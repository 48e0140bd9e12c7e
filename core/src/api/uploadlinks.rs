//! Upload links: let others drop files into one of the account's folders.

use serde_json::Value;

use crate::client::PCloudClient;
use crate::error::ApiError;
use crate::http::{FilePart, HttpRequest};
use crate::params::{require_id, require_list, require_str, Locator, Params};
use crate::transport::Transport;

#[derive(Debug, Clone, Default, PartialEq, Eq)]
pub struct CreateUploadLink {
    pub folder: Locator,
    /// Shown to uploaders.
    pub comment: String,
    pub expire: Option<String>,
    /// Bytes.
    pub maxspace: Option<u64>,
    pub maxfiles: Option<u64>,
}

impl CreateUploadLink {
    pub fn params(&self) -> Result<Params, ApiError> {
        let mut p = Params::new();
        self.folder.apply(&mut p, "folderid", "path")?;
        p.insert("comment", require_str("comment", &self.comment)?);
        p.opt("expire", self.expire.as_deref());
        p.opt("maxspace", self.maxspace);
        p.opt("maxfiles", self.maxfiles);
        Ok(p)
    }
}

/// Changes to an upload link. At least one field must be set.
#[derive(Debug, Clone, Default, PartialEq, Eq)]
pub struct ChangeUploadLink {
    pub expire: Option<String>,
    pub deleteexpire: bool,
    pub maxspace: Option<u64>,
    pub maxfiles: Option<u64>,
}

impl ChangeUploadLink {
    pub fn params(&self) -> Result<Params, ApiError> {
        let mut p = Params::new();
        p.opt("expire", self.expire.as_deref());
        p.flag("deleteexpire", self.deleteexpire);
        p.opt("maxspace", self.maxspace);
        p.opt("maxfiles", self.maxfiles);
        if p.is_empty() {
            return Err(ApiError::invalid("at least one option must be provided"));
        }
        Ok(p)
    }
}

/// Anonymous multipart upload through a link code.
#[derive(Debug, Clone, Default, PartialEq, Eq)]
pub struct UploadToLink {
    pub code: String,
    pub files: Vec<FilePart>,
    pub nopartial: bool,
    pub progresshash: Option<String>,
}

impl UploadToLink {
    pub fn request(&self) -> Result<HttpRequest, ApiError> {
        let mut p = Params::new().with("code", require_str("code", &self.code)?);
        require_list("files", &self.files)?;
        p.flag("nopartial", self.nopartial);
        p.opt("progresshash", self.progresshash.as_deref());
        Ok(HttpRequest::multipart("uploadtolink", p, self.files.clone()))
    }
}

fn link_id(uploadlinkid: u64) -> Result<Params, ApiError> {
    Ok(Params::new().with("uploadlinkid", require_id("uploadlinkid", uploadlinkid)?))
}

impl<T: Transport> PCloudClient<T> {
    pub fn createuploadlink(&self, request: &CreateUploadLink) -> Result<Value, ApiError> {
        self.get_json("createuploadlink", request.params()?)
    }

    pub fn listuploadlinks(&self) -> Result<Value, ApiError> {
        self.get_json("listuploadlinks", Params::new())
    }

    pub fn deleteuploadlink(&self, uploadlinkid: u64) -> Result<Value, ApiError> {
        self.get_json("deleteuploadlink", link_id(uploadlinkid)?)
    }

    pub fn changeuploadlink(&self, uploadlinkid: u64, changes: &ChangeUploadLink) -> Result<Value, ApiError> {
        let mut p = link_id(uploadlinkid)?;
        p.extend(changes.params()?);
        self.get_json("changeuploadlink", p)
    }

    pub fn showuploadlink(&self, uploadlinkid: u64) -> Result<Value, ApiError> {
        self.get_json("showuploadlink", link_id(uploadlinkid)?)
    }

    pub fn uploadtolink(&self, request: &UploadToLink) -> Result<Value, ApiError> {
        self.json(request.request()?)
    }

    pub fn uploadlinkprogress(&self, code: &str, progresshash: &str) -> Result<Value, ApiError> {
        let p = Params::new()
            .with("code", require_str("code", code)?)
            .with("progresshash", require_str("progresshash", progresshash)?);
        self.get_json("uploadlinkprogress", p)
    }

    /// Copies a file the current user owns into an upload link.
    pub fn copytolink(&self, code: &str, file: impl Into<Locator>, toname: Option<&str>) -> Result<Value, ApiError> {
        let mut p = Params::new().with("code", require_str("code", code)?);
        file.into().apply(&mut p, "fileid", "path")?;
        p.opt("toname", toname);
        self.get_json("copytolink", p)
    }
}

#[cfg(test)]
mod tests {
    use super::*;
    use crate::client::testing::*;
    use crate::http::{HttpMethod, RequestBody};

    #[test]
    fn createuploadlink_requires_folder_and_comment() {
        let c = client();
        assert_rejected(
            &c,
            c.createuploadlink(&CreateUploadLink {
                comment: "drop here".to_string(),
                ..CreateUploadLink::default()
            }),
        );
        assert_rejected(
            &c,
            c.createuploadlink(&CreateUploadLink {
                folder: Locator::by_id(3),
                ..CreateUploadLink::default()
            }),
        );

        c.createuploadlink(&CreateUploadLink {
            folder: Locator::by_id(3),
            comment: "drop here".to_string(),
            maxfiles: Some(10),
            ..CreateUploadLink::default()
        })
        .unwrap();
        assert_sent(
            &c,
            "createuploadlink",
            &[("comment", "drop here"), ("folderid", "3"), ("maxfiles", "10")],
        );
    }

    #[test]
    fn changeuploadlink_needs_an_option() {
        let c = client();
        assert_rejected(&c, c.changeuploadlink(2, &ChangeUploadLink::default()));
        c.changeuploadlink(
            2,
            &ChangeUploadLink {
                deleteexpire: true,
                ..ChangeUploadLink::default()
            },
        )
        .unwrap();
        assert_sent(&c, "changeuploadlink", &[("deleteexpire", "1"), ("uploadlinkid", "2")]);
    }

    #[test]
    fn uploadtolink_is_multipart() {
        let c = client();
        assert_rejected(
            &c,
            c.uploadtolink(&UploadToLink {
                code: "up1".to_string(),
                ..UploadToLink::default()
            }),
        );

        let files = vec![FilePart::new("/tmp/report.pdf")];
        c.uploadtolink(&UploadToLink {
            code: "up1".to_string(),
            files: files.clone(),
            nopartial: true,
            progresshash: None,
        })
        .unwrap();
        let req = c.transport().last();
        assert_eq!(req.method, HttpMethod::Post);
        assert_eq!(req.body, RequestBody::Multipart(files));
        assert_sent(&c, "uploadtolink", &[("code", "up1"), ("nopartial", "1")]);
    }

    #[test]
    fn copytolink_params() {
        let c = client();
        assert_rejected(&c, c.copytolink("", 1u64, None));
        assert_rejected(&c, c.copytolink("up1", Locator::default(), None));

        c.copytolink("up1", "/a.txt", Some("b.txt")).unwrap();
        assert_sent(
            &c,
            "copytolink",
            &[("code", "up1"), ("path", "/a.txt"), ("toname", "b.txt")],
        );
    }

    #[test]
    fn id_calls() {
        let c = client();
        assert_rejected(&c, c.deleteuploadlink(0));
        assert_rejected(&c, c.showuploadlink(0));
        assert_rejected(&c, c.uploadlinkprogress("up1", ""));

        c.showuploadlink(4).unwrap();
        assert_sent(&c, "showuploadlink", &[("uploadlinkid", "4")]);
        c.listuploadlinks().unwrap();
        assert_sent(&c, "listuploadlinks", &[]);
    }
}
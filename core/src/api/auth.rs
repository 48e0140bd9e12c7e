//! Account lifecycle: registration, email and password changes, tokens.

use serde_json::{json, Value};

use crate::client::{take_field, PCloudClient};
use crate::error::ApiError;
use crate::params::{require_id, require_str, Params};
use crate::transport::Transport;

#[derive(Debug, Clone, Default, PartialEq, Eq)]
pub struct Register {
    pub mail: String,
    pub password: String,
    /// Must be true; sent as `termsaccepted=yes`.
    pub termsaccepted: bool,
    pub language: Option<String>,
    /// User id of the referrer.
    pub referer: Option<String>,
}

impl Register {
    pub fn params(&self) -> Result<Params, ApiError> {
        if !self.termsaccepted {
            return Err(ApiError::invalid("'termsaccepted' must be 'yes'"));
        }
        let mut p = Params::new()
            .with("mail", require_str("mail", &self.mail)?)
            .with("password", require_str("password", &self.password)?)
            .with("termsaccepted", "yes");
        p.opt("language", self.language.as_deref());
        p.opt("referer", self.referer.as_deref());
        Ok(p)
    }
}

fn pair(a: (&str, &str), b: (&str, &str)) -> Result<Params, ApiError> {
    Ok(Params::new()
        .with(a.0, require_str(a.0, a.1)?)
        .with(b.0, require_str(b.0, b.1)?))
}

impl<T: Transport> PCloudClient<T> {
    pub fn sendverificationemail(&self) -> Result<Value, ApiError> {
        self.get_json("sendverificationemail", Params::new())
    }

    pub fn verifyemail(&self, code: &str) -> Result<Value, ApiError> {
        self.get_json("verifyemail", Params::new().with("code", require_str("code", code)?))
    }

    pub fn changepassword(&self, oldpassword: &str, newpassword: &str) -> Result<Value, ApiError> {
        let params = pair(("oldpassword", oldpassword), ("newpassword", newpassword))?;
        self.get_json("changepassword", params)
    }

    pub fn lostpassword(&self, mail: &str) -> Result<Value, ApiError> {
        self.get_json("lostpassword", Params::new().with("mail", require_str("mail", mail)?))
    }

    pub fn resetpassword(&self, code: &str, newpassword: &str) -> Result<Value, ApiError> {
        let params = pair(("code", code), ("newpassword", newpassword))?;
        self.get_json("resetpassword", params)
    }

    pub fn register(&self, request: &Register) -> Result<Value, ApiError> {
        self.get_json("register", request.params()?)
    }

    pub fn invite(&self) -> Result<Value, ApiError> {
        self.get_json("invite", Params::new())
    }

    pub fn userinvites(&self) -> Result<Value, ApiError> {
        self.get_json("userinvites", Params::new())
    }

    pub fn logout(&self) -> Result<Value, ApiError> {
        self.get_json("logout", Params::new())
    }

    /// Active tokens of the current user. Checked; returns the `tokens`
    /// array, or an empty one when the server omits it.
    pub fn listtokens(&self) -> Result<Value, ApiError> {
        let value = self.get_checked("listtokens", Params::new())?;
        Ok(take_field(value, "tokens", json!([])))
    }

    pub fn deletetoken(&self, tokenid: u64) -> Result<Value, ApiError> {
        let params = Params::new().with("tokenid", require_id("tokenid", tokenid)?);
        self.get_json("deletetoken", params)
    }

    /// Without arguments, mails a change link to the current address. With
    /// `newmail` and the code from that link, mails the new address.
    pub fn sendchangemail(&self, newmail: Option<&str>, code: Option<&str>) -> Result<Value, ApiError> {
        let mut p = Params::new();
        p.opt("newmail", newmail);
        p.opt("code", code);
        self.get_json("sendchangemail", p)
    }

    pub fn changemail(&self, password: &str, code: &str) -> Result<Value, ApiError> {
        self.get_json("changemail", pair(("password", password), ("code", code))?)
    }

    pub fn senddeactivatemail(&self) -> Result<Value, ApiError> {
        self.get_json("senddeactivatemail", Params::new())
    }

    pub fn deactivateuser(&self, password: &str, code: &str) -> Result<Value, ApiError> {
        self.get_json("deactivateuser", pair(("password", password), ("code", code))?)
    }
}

════

* _WHAT IS NEEDED_:
For each line above that carries the word "bool", copy it out.

* _WORKED SOLUTION_:
    pub deleteexpire: bool,
    pub nopartial: bool,
    pub termsaccepted: bool,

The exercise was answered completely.